L’affaire du berger de Castellar est bien connue par chez nous. Un soir, je suis tombé sur l’émission « Faites entrer l’accusé » qui retraçait l’affaire dans les détails. Ça a été un choc. Je connaissais le fait divers dans les grandes lignes, mais voir les visages des protagonistes, les entendre parler… J’ai eu une réaction épidermique. J’y ai perçu immédiatement la force du destin tragique. Mais cela ne faisait pas un roman.

jerome bonnetto la certitude des pierres

L’émission date de 2003, je vous laisse calculer. L’affaire ne me lâchait pas, j’y pensais souvent, j’en discutais autour de moi, c’était comme un caillou dans ma chaussure. Ça a été un long chemin. Il m’a fallu du temps pour prendre de la distance et m’autoriser les libertés nécessaires à l’écriture d’un roman. L’asservissement besogneux au réel, la littérature de reconstitution, l’auteur qui va enquêter pour savoir quelle était la couleur des chaussettes d’Untel… certains le font très bien, mais ce n’est pas trop mon truc. J’ai voulu faire autre chose, écrire cette histoire depuis la fiction, en multipliant les points de vue et en donnant sa chance à chaque personnage. Je crois aux pouvoirs de la fiction. Comment affirmer qu’un homme a pensé ceci ou a ressenti cela ? Sans la fiction, cela aurait été un cluedo d’hypothèses insupportable.

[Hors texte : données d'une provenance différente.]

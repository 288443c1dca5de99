//! End-to-end checks for the prediction workflow.
//!
//! Scenarios run through the public engine, session and HTTP router against
//! the embedded reference data and against data directories built on disk.

mod common {
    use std::path::{Path, PathBuf};
    use std::sync::Arc;

    use jee_predictor::config::PredictionSettings;
    use jee_predictor::prediction::PredictionEngine;
    use jee_predictor::reference::{load_reference, LoadedReference, ReferenceData};

    pub(super) fn engine() -> Arc<PredictionEngine> {
        engine_with(PredictionSettings::default())
    }

    pub(super) fn engine_with(settings: PredictionSettings) -> Arc<PredictionEngine> {
        Arc::new(PredictionEngine::new(
            Arc::new(ReferenceData::embedded()),
            &settings,
        ))
    }

    pub(super) fn shipped_data_dir() -> PathBuf {
        Path::new(env!("CARGO_MANIFEST_DIR")).join("data")
    }

    pub(super) fn load_dir(dir: &Path) -> LoadedReference {
        load_reference(Some(dir))
    }
}

mod pipeline {
    use super::common;
    use jee_predictor::colleges::{ChanceTier, InstitutionClass};
    use jee_predictor::config::PredictionSettings;
    use jee_predictor::estimation::Category;
    use jee_predictor::prediction::{PredictionError, PredictionRequest};

    #[test]
    fn topper_is_shortlisted_for_the_most_selective_programmes() {
        let result = common::engine()
            .predict(&PredictionRequest::from_total(280.0))
            .expect("valid request");

        assert_eq!(result.rank, 700);
        assert!(result.eligibility.eligible);
        assert_eq!(result.colleges.len(), 8);
        assert!(result
            .colleges
            .iter()
            .all(|college| college.chance == ChanceTier::Safe));
        assert_eq!(result.colleges[0].institution, "NIT Tiruchirappalli");
        assert_eq!(result.colleges[0].closing_rank, 1_200);
    }

    #[test]
    fn home_state_candidate_gets_state_quota_cutoff() {
        let engine = common::engine_with(PredictionSettings {
            top_n: 50,
            ..PredictionSettings::default()
        });
        let request = PredictionRequest::from_total(240.0).with_home_state("tamil nadu");
        let result = engine.predict(&request).expect("valid request");

        let trichy = result
            .colleges
            .iter()
            .find(|college| {
                college.institution == "NIT Tiruchirappalli"
                    && college.branch == "Computer Science and Engineering"
            })
            .expect("home-state seat reachable");
        assert!(trichy.home_state_quota);
        assert_eq!(trichy.closing_rank, 2_900);
        assert_eq!(trichy.chance, ChanceTier::Risky);
    }

    #[test]
    fn reserved_candidate_competes_in_category_column() {
        let request = PredictionRequest::from_total(200.0).with_category(Category::Sc);
        let result = common::engine().predict(&request).expect("valid request");

        assert_eq!(result.category_rank, 2_100);
        assert!(result
            .colleges
            .iter()
            .any(|college| college.seat_category == Category::Sc));
        assert!(result
            .colleges
            .iter()
            .all(|college| college.rank_ratio <= 1.5));
    }

    #[test]
    fn iiits_appear_alongside_nits() {
        let result = common::engine()
            .predict(&PredictionRequest::from_total(215.0))
            .expect("valid request");
        assert!(result
            .colleges
            .iter()
            .any(|college| college.class == InstitutionClass::Iiit));
    }

    #[test]
    fn top_n_setting_limits_shortlist() {
        let engine = common::engine_with(PredictionSettings {
            top_n: 3,
            ..PredictionSettings::default()
        });
        let result = engine
            .predict(&PredictionRequest::from_total(280.0))
            .expect("valid request");
        assert_eq!(result.colleges.len(), 3);
    }

    #[test]
    fn invalid_request_reports_field() {
        let error = common::engine()
            .predict(&PredictionRequest::from_subjects(90.0, 90.0, 100.5))
            .expect_err("mathematics out of range");
        assert!(matches!(
            error,
            PredictionError::MarksOutOfRange {
                field: "mathematics",
                ..
            }
        ));
    }
}

mod data_directory {
    use super::common;
    use jee_predictor::config::PredictionSettings;
    use jee_predictor::prediction::{PredictionEngine, PredictionRequest};
    use jee_predictor::reference::DataSet;
    use std::fs;
    use std::sync::Arc;

    #[test]
    fn session_tables_and_csv_import_flow_into_predictions() {
        let dir = tempfile::tempdir().expect("tempdir");
        for set in [
            DataSet::PercentileRank,
            DataSet::Categories,
            DataSet::NitCutoffs,
            DataSet::IiitCutoffs,
        ] {
            fs::copy(
                common::shipped_data_dir().join(set.file_name()),
                dir.path().join(set.file_name()),
            )
            .expect("copy shipped file");
        }
        fs::write(
            dir.path().join("percentile.json"),
            r#"{
                "version": "sessions-2025",
                "default": [
                    {"input": 300.0, "output": 100.0},
                    {"input": 0.0, "output": 0.0}
                ],
                "sessions": {
                    "jan": [
                        {"input": 300.0, "output": 100.0},
                        {"input": 150.0, "output": 98.0},
                        {"input": 0.0, "output": 0.0}
                    ]
                }
            }"#,
        )
        .expect("write sessions");
        fs::write(
            dir.path().join("cutoffs.csv"),
            "Institution,Class,Branch,Location,State,Category,Quota,Closing Rank,Closing Marks\n\
             NIT Goa,NIT,Computer Science and Engineering,Farmagudi,Goa,General,OS,,150\n",
        )
        .expect("write csv");

        let loaded = common::load_dir(dir.path());
        assert!(loaded.fallbacks.is_empty(), "{:?}", loaded.fallbacks);
        assert_eq!(loaded.summary().imported_records, 1);

        let engine = PredictionEngine::new(Arc::new(loaded.data), &PredictionSettings::default());

        let shift = engine
            .predict(&PredictionRequest::from_total(150.0).with_session("JAN-S2"))
            .expect("valid request");
        assert_eq!(shift.session_table.as_deref(), Some("jan"));
        assert_eq!(shift.percentile, 98.0);

        let default = engine
            .predict(&PredictionRequest::from_total(150.0))
            .expect("valid request");
        assert_eq!(default.session_table, None);
        assert_eq!(default.percentile, 50.0);

        // Closing marks of 150 resolve through the default table: 50th percentile.
        let goa = default
            .colleges
            .iter()
            .chain(&shift.colleges)
            .find(|college| college.institution == "NIT Goa");
        assert!(goa.is_some());
    }
}

mod routing {
    use super::common;
    use axum::body::{to_bytes, Body};
    use axum::http::{Request, StatusCode};
    use jee_predictor::prediction::prediction_router;
    use jee_predictor::reference::ReferenceData;
    use serde_json::Value;
    use tower::ServiceExt;

    #[tokio::test]
    async fn predict_endpoint_returns_ranked_colleges() {
        let app = prediction_router(common::engine(), ReferenceData::embedded().summary());
        let response = app
            .oneshot(
                Request::builder()
                    .method("POST")
                    .uri("/api/v1/predict")
                    .header("content-type", "application/json")
                    .body(Body::from(
                        r#"{
                            "marks": {"kind": "subjects", "physics": 85, "chemistry": 80, "mathematics": 85},
                            "category": "obc",
                            "session": "jan"
                        }"#,
                    ))
                    .expect("request"),
            )
            .await
            .expect("router responds");

        assert_eq!(response.status(), StatusCode::OK);
        let bytes = to_bytes(response.into_body(), 1024 * 1024)
            .await
            .expect("body");
        let body: Value = serde_json::from_slice(&bytes).expect("json");

        assert_eq!(body["rank"], 2_800);
        assert_eq!(body["category_rank"], 756);
        assert_eq!(body["session"], "jan");
        assert!(body["session_table"].is_null());
        assert!(body["subject_percentiles"]["physics"].as_f64().is_some());
        let colleges = body["colleges"].as_array().expect("colleges array");
        assert!(!colleges.is_empty());
        assert_eq!(colleges[0]["chance"], "safe");
    }

    #[tokio::test]
    async fn malformed_payload_is_rejected() {
        let app = prediction_router(common::engine(), ReferenceData::embedded().summary());
        let response = app
            .oneshot(
                Request::builder()
                    .method("POST")
                    .uri("/api/v1/predict")
                    .header("content-type", "application/json")
                    .body(Body::from(r#"{"marks": {"kind": "total"}}"#))
                    .expect("request"),
            )
            .await
            .expect("router responds");

        assert!(response.status().is_client_error());
    }
}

· Polar, western, conte moderne ?

Quand je sais à peu près où je vais, j’écris trois mots-clefs sur ma page de garde, cela me permet de ne pas oublier. À chaque fois que je prends mon manuscrit, cela fait une petite piqûre de rappel avant de me lancer. C’est important dans le processus d’écriture. Ce sont des principes esthétiques ou des notions qui doivent innerver tout le texte, non pas des références superficielles ici ou là, mais des courants de fond qui donnent son assise au récit. Pour La Certitude des pierres, j’avais écrit : tragédie, cinéma, conte. 2 sur 3, bravo !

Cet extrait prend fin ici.